Session-handoff is well-designed for *its* purpose: a graceful end-of-session delivery to a human, with a narrative summary the human can read cold and a clean artifact trail. It was not designed for mid-run agent-to-agent continuity, and trying to use it there fails three ways:

1. **Wall-clock loss.** A session-handoff round-trip (write handoff doc → human acknowledges → new session boots → reads handoff → resumes) is minutes. A successor spawns in seconds.

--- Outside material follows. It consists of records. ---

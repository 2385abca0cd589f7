//! Tournament data models.

use chrono::{DateTime, Utc};
use serde::{Deserialize, Serialize};
use std::fmt;
use uuid::Uuid;

use crate::errors::{CompetitionError, CompetitionResult};

/// Tournament ID type
pub type TournamentId = Uuid;

/// User ID type (owned by the identity service)
pub type UserId = i64;

/// Tournament lifecycle status
#[derive(Debug, Clone, Copy, PartialEq, Eq, Hash, Serialize, Deserialize)]
#[serde(rename_all = "snake_case")]
pub enum TournamentStatus {
    /// Being configured, invisible to participants
    Draft,
    /// Accepting registrations
    Open,
    /// Registration closed, rosters being finalized
    Closed,
    /// Matches being played
    InProgress,
    /// Final placements written
    Completed,
    /// Abandoned
    Cancelled,
    /// Temporarily halted with a new date
    Postponed,
}

impl TournamentStatus {
    /// Storage representation
    pub fn as_str(&self) -> &'static str {
        match self {
            Self::Draft => "draft",
            Self::Open => "open",
            Self::Closed => "closed",
            Self::InProgress => "in_progress",
            Self::Completed => "completed",
            Self::Cancelled => "cancelled",
            Self::Postponed => "postponed",
        }
    }

    /// Parse the storage representation
    pub fn parse(value: &str) -> Option<Self> {
        match value {
            "draft" => Some(Self::Draft),
            "open" => Some(Self::Open),
            "closed" => Some(Self::Closed),
            "in_progress" => Some(Self::InProgress),
            "completed" => Some(Self::Completed),
            "cancelled" => Some(Self::Cancelled),
            "postponed" => Some(Self::Postponed),
            _ => None,
        }
    }

    /// Completed and Cancelled accept no further transitions
    pub fn is_terminal(&self) -> bool {
        matches!(self, Self::Completed | Self::Cancelled)
    }

    /// Position in the forward lifecycle, `None` for the side states
    pub fn ordinal(&self) -> Option<u8> {
        match self {
            Self::Draft => Some(0),
            Self::Open => Some(1),
            Self::Closed => Some(2),
            Self::InProgress => Some(3),
            Self::Completed => Some(4),
            Self::Cancelled | Self::Postponed => None,
        }
    }
}

impl fmt::Display for TournamentStatus {
    fn fmt(&self, f: &mut fmt::Formatter<'_>) -> fmt::Result {
        let repr = match self {
            Self::InProgress => "in progress",
            other => other.as_str(),
        };
        write!(f, "{repr}")
    }
}

/// Competition format
#[derive(Debug, Clone, Copy, PartialEq, Eq, Hash, Serialize, Deserialize)]
#[serde(rename_all = "snake_case")]
pub enum TournamentFormat {
    SingleElimination,
    DoubleElimination,
    RoundRobin,
}

impl TournamentFormat {
    /// Storage representation
    pub fn as_str(&self) -> &'static str {
        match self {
            Self::SingleElimination => "single_elimination",
            Self::DoubleElimination => "double_elimination",
            Self::RoundRobin => "round_robin",
        }
    }

    /// Elimination formats build a bracket with forward pointers
    pub fn is_elimination(&self) -> bool {
        !matches!(self, Self::RoundRobin)
    }

    /// Drawn results are legal only where teams collect points
    pub fn allows_ties(&self) -> bool {
        matches!(self, Self::RoundRobin)
    }
}

/// How teams are formed from registrations
#[derive(Debug, Clone, Copy, PartialEq, Eq, Serialize, Deserialize)]
#[serde(rename_all = "snake_case")]
pub enum FormationMode {
    /// Organizers distribute registrations into teams
    OrganizerAssigned,
    /// Captains build their own teams
    PreFormed,
}

/// Points awarded per result
#[derive(Debug, Clone, Copy, PartialEq, Eq, Serialize, Deserialize)]
pub struct ScoringRule {
    pub win_points: i32,
    pub tie_points: i32,
    pub loss_points: i32,
}

impl Default for ScoringRule {
    fn default() -> Self {
        Self {
            win_points: 3,
            tie_points: 1,
            loss_points: 0,
        }
    }
}

/// Tie-break criteria, applied in configured order
#[derive(Debug, Clone, Copy, PartialEq, Eq, Hash, Serialize, Deserialize)]
#[serde(rename_all = "snake_case")]
pub enum TieBreaker {
    /// Points earned only in matches among the tied teams
    HeadToHead,
    /// Goals for minus goals against
    GoalDifference,
    /// Goals scored
    GoalsFor,
    /// Fewest goals conceded
    GoalsAgainst,
    /// Match wins
    Wins,
}

impl TieBreaker {
    /// Default order used when a tournament does not configure one
    pub fn default_order() -> Vec<TieBreaker> {
        vec![
            TieBreaker::HeadToHead,
            TieBreaker::GoalDifference,
            TieBreaker::GoalsFor,
        ]
    }
}

/// Round-robin specific options
#[derive(Debug, Clone, PartialEq, Eq, Serialize, Deserialize)]
pub struct RoundRobinOptions {
    /// How many times each pair meets
    pub meetings: u32,
    /// Number of top teams that advance to playoffs
    pub playoff_cutoff: Option<u32>,
}

impl Default for RoundRobinOptions {
    fn default() -> Self {
        Self {
            meetings: 1,
            playoff_cutoff: None,
        }
    }
}

/// Entry fee declaration (collection happens elsewhere)
#[derive(Debug, Clone, PartialEq, Eq, Default, Serialize, Deserialize)]
pub struct EntryFee {
    /// Amount in minor currency units
    pub amount_cents: i64,
    /// ISO currency code, required when `amount_cents > 0`
    pub currency: Option<String>,
}

/// Tournament configuration
#[derive(Debug, Clone, PartialEq, Eq, Serialize, Deserialize)]
pub struct TournamentConfig {
    /// Tournament name
    pub name: String,
    /// Competition format
    pub format: TournamentFormat,
    /// Team formation mode
    pub formation_mode: FormationMode,
    /// Maximum number of registered teams
    pub max_teams: u32,
    /// Maximum confirmed registrations, beyond which entries are waitlisted
    pub max_participants: Option<u32>,
    /// Players a team needs to be eligible
    pub min_players_per_team: u32,
    /// Largest allowed roster
    pub max_players_per_team: u32,
    /// Roster edits allowed once play has started
    pub allow_substitutions: bool,
    /// Points per result
    pub scoring: ScoringRule,
    /// Round-robin options
    pub round_robin: RoundRobinOptions,
    /// Ordered tie-break criteria
    pub tie_breakers: Vec<TieBreaker>,
    /// Offer a second grand final when the losers' bracket champion wins the first
    pub grand_final_reset: bool,
    /// Registration closes automatically once this passes
    pub registration_deadline: Option<DateTime<Utc>>,
    /// First match day
    pub start_date: Option<DateTime<Utc>>,
    /// Last match day
    pub end_date: Option<DateTime<Utc>>,
    /// Entry fee declaration
    pub entry_fee: EntryFee,
    /// Venue, recorded as an attribute only
    pub venue: Option<String>,
}

impl TournamentConfig {
    /// Create a configuration with defaults for the given format
    pub fn new(name: String, format: TournamentFormat, max_teams: u32) -> Self {
        Self {
            name,
            format,
            formation_mode: FormationMode::OrganizerAssigned,
            max_teams,
            max_participants: None,
            min_players_per_team: 1,
            max_players_per_team: 1,
            allow_substitutions: false,
            scoring: ScoringRule::default(),
            round_robin: RoundRobinOptions::default(),
            tie_breakers: TieBreaker::default_order(),
            grand_final_reset: true,
            registration_deadline: None,
            start_date: None,
            end_date: None,
            entry_fee: EntryFee::default(),
            venue: None,
        }
    }

    /// Single-elimination knockout
    pub fn single_elimination(name: String, max_teams: u32) -> Self {
        Self::new(name, TournamentFormat::SingleElimination, max_teams)
    }

    /// Double-elimination with a true grand final
    pub fn double_elimination(name: String, max_teams: u32) -> Self {
        Self::new(name, TournamentFormat::DoubleElimination, max_teams)
    }

    /// League where every pair meets `meetings` times
    pub fn round_robin(name: String, max_teams: u32, meetings: u32) -> Self {
        let mut config = Self::new(name, TournamentFormat::RoundRobin, max_teams);
        config.round_robin.meetings = meetings;
        config
    }

    /// Set team size limits
    pub fn with_team_size(mut self, min_players: u32, max_players: u32) -> Self {
        self.min_players_per_team = min_players;
        self.max_players_per_team = max_players;
        self
    }

    /// Set the formation mode
    pub fn with_formation(mut self, mode: FormationMode) -> Self {
        self.formation_mode = mode;
        self
    }

    /// Structural validation, run on create and before every config update
    pub fn validate(&self) -> CompetitionResult<()> {
        if self.name.trim().is_empty() {
            return Err(CompetitionError::InvalidConfiguration(
                "name must not be empty".to_string(),
            ));
        }
        if self.max_teams < 2 {
            return Err(CompetitionError::InvalidConfiguration(
                "max_teams must be at least 2".to_string(),
            ));
        }
        if self.min_players_per_team == 0 {
            return Err(CompetitionError::InvalidConfiguration(
                "min_players_per_team must be at least 1".to_string(),
            ));
        }
        if self.max_players_per_team < self.min_players_per_team {
            return Err(CompetitionError::InvalidConfiguration(format!(
                "max_players_per_team ({}) is below min_players_per_team ({})",
                self.max_players_per_team, self.min_players_per_team
            )));
        }
        if self.max_participants == Some(0) {
            return Err(CompetitionError::InvalidConfiguration(
                "max_participants must be positive".to_string(),
            ));
        }
        let mut seen = Vec::with_capacity(self.tie_breakers.len());
        for criterion in &self.tie_breakers {
            if seen.contains(criterion) {
                return Err(CompetitionError::InvalidConfiguration(format!(
                    "tie breaker {criterion:?} listed twice"
                )));
            }
            seen.push(*criterion);
        }
        self.validate_format()
    }

    /// Format constraints that do not depend on the final team count
    pub fn validate_format(&self) -> CompetitionResult<()> {
        if self.format == TournamentFormat::RoundRobin {
            if !(1..=4).contains(&self.round_robin.meetings) {
                return Err(CompetitionError::InvalidFormatConfiguration(format!(
                    "round robin meetings must be between 1 and 4, got {}",
                    self.round_robin.meetings
                )));
            }
            if let Some(cutoff) = self.round_robin.playoff_cutoff {
                if cutoff < 2 {
                    return Err(CompetitionError::InvalidFormatConfiguration(
                        "playoff cutoff must be at least 2".to_string(),
                    ));
                }
                if cutoff > self.max_teams {
                    return Err(CompetitionError::InvalidFormatConfiguration(format!(
                        "playoff cutoff {cutoff} exceeds max_teams {}",
                        self.max_teams
                    )));
                }
            }
        } else if self.round_robin.playoff_cutoff.is_some() {
            return Err(CompetitionError::InvalidFormatConfiguration(
                "playoff cutoff only applies to round robin".to_string(),
            ));
        }
        Ok(())
    }

    /// Checks required before the tournament becomes visible
    pub fn validate_for_publish(&self) -> CompetitionResult<()> {
        if let (Some(start), Some(end)) = (self.start_date, self.end_date) {
            if start >= end {
                return Err(CompetitionError::InvalidConfiguration(format!(
                    "start date {start} must be before end date {end}"
                )));
            }
        }
        if let (Some(deadline), Some(start)) = (self.registration_deadline, self.start_date) {
            if deadline > start {
                return Err(CompetitionError::InvalidConfiguration(format!(
                    "registration deadline {deadline} is after start date {start}"
                )));
            }
        }
        if self.entry_fee.amount_cents < 0 {
            return Err(CompetitionError::InvalidConfiguration(
                "entry fee cannot be negative".to_string(),
            ));
        }
        if self.entry_fee.amount_cents > 0
            && self
                .entry_fee
                .currency
                .as_deref()
                .is_none_or(|c| c.trim().is_empty())
        {
            return Err(CompetitionError::InvalidConfiguration(
                "entry fee requires a currency".to_string(),
            ));
        }
        Ok(())
    }
}

/// Tournament root aggregate
#[derive(Debug, Clone, PartialEq, Serialize, Deserialize)]
pub struct Tournament {
    /// Tournament ID
    pub id: TournamentId,
    /// Creator, implicitly the owner
    pub owner_id: UserId,
    /// Tournament configuration
    pub config: TournamentConfig,
    /// Current lifecycle status
    pub status: TournamentStatus,
    /// Status to return to when a postponement is lifted
    pub postponed_from: Option<TournamentStatus>,
    /// Optimistic concurrency version, bumped on every commit
    pub version: i64,
    pub created_at: DateTime<Utc>,
    pub published_at: Option<DateTime<Utc>>,
    pub registration_closed_at: Option<DateTime<Utc>>,
    pub started_at: Option<DateTime<Utc>>,
    pub completed_at: Option<DateTime<Utc>>,
    pub cancelled_at: Option<DateTime<Utc>>,
    pub postponed_at: Option<DateTime<Utc>>,
}

impl Tournament {
    /// Create a new draft tournament
    pub fn new(owner_id: UserId, config: TournamentConfig, now: DateTime<Utc>) -> Self {
        Self {
            id: Uuid::new_v4(),
            owner_id,
            config,
            status: TournamentStatus::Draft,
            postponed_from: None,
            version: 0,
            created_at: now,
            published_at: None,
            registration_closed_at: None,
            started_at: None,
            completed_at: None,
            cancelled_at: None,
            postponed_at: None,
        }
    }

    /// Registration deadline has passed
    pub fn deadline_elapsed(&self, now: DateTime<Utc>) -> bool {
        self.config
            .registration_deadline
            .is_some_and(|deadline| deadline <= now)
    }
}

2. **Human in the loop.** Session-handoff assumes a human triggers the resume. Overnight runs don't have one.
3. **Lossy narrative compression.** Session-handoff forces distillation into prose. Prose drops details that files would have preserved.

Use session-handoff for what it's for — end-of-run human delivery. Use successor-handoff for mid-run, agent-to-agent, file-driven continuity.